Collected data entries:
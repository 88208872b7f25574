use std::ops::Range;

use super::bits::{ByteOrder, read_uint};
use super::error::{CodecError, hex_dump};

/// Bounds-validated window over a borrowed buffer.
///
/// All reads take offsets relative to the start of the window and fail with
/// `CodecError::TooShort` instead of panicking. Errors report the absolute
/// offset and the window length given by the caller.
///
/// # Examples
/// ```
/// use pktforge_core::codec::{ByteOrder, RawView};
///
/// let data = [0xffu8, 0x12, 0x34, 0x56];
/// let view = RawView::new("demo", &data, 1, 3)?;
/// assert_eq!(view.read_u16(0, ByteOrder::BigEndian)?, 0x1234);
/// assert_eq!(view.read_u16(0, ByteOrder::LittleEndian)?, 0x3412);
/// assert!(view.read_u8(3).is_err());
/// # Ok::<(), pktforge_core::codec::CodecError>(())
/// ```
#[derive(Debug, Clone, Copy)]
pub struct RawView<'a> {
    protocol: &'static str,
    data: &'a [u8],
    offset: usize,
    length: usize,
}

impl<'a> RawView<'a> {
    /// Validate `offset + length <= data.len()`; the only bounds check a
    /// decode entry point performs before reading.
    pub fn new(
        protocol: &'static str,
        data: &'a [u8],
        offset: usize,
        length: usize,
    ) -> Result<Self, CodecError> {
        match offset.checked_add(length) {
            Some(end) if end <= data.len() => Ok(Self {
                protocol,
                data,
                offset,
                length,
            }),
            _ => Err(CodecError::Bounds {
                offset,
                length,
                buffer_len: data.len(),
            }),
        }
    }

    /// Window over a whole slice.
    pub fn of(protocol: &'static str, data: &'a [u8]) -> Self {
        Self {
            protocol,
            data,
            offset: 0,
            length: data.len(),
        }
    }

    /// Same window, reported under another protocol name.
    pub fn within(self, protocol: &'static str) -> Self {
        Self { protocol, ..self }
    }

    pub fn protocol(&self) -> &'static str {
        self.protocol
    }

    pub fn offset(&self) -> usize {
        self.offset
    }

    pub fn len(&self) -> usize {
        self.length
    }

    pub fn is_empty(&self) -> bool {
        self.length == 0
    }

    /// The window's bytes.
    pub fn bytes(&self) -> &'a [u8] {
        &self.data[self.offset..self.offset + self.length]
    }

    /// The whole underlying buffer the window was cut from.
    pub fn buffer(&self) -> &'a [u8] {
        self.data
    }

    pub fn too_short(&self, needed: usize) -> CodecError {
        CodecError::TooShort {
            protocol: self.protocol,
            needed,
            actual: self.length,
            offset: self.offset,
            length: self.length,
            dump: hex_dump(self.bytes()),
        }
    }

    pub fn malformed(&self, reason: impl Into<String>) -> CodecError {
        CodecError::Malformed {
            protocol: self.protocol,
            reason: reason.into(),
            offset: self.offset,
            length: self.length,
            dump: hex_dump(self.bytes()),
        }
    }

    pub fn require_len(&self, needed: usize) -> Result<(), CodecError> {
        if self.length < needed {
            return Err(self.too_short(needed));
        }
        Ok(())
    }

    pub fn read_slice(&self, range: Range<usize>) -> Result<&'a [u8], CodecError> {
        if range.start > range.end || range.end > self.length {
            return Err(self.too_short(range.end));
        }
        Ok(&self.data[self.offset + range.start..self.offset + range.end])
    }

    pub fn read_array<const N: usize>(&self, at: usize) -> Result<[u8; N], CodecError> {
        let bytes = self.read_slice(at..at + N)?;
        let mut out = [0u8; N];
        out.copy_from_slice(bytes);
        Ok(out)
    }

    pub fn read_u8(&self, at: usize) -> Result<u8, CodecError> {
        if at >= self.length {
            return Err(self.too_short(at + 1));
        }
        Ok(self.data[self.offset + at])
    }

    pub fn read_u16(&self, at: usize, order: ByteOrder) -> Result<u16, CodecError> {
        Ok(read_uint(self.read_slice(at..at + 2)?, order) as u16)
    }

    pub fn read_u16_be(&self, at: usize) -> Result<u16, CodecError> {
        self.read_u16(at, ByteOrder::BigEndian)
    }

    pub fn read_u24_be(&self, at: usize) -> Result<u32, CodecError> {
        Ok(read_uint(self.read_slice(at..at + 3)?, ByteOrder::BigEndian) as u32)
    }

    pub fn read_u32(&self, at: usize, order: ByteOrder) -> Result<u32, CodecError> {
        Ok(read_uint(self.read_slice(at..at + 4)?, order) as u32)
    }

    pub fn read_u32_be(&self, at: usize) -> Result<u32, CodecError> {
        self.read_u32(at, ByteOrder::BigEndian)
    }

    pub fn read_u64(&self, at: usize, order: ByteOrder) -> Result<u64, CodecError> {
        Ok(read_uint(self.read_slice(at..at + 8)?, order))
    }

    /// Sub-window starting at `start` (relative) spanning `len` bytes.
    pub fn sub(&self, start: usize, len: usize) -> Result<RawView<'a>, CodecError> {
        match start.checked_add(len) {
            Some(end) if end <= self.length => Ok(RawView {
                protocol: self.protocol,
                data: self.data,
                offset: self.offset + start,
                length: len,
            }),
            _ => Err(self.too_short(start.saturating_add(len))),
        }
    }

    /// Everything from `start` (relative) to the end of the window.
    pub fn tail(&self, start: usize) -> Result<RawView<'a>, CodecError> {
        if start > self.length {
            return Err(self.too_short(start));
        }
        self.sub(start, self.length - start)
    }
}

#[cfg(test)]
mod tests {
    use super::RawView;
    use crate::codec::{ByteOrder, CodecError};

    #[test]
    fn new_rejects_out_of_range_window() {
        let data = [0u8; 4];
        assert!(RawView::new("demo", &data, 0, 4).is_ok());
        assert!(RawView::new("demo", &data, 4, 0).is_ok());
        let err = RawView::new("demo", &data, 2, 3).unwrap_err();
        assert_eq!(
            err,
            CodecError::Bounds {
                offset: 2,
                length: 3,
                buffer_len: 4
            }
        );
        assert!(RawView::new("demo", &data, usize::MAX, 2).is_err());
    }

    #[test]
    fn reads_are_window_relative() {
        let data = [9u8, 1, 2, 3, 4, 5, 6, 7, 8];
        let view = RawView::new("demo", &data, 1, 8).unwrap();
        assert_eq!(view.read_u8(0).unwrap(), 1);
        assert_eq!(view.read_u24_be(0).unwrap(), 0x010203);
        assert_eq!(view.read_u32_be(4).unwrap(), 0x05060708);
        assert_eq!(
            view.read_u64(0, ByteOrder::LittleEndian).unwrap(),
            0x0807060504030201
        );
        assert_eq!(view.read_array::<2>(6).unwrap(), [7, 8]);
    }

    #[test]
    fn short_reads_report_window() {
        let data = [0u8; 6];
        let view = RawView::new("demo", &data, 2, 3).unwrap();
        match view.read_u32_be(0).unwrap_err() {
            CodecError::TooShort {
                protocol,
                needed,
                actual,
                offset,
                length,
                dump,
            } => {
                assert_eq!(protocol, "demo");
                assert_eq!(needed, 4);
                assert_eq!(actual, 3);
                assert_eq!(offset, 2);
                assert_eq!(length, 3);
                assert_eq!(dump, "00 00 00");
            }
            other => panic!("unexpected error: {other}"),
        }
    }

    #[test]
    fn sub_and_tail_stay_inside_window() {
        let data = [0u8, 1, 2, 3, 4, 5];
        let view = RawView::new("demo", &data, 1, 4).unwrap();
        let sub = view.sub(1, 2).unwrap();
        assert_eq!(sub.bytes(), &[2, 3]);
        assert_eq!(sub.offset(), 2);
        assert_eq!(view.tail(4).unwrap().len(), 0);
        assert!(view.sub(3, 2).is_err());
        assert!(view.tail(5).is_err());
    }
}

---

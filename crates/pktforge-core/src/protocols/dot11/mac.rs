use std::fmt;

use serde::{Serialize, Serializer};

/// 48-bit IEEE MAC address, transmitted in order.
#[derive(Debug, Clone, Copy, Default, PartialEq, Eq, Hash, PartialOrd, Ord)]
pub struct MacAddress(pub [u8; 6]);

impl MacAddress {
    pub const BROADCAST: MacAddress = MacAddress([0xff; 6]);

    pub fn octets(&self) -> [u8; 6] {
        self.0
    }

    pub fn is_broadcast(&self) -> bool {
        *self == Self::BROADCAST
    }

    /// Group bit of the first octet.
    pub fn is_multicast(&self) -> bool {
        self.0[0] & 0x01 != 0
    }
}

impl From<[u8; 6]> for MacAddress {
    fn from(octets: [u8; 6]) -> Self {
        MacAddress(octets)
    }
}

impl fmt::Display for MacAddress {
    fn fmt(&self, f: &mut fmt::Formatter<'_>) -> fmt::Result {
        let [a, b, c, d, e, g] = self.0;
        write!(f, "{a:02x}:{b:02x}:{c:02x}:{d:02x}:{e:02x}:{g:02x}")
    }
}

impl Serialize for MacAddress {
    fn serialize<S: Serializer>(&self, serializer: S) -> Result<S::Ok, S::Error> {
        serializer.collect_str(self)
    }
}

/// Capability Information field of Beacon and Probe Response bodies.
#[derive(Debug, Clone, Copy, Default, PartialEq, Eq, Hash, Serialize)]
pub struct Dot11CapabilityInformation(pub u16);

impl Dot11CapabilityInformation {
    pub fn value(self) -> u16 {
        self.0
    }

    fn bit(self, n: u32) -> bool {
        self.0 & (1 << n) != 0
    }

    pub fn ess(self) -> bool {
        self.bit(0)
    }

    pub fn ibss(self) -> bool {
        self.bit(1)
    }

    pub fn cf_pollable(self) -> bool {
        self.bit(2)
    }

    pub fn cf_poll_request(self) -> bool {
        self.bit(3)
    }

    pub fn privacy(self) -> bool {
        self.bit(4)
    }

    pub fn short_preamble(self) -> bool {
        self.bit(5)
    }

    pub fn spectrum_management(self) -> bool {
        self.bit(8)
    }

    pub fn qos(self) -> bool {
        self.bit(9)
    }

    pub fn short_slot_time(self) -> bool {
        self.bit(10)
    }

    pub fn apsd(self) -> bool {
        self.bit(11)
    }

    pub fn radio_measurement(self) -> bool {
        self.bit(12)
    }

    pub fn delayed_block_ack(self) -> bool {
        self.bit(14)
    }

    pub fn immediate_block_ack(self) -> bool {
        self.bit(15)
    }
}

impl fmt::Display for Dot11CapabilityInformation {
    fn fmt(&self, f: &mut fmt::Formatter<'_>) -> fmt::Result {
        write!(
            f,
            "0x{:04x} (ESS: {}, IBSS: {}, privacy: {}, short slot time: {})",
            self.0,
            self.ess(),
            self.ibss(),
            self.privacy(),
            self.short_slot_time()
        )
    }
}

...

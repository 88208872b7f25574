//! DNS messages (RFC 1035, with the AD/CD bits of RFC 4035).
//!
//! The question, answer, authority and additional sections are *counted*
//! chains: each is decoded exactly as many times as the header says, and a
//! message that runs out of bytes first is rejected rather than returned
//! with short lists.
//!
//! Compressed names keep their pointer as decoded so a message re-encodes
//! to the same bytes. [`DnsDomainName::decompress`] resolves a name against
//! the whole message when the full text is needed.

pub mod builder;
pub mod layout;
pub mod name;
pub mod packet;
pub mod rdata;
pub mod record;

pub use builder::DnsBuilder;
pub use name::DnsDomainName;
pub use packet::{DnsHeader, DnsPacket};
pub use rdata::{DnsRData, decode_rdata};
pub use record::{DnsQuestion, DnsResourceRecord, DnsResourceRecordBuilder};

EXERCISE OBJECTIVE: Retype exactly the lines above, from the one with "assert_eq!(needed, 4);" through the one with "assert_eq!(sub.offset(), 2);", inclusive.

SOLUTION FOR THIS EXERCISE:
                assert_eq!(needed, 4);
                assert_eq!(actual, 3);
                assert_eq!(offset, 2);
                assert_eq!(length, 3);
                assert_eq!(dump, "00 00 00");
            }
            other => panic!("unexpected error: {other}"),
        }
    }

    #[test]
    fn sub_and_tail_stay_inside_window() {
        let data = [0u8, 1, 2, 3, 4, 5];
        let view = RawView::new("demo", &data, 1, 4).unwrap();
        let sub = view.sub(1, 2).unwrap();
        assert_eq!(sub.bytes(), &[2, 3]);
        assert_eq!(sub.offset(), 2);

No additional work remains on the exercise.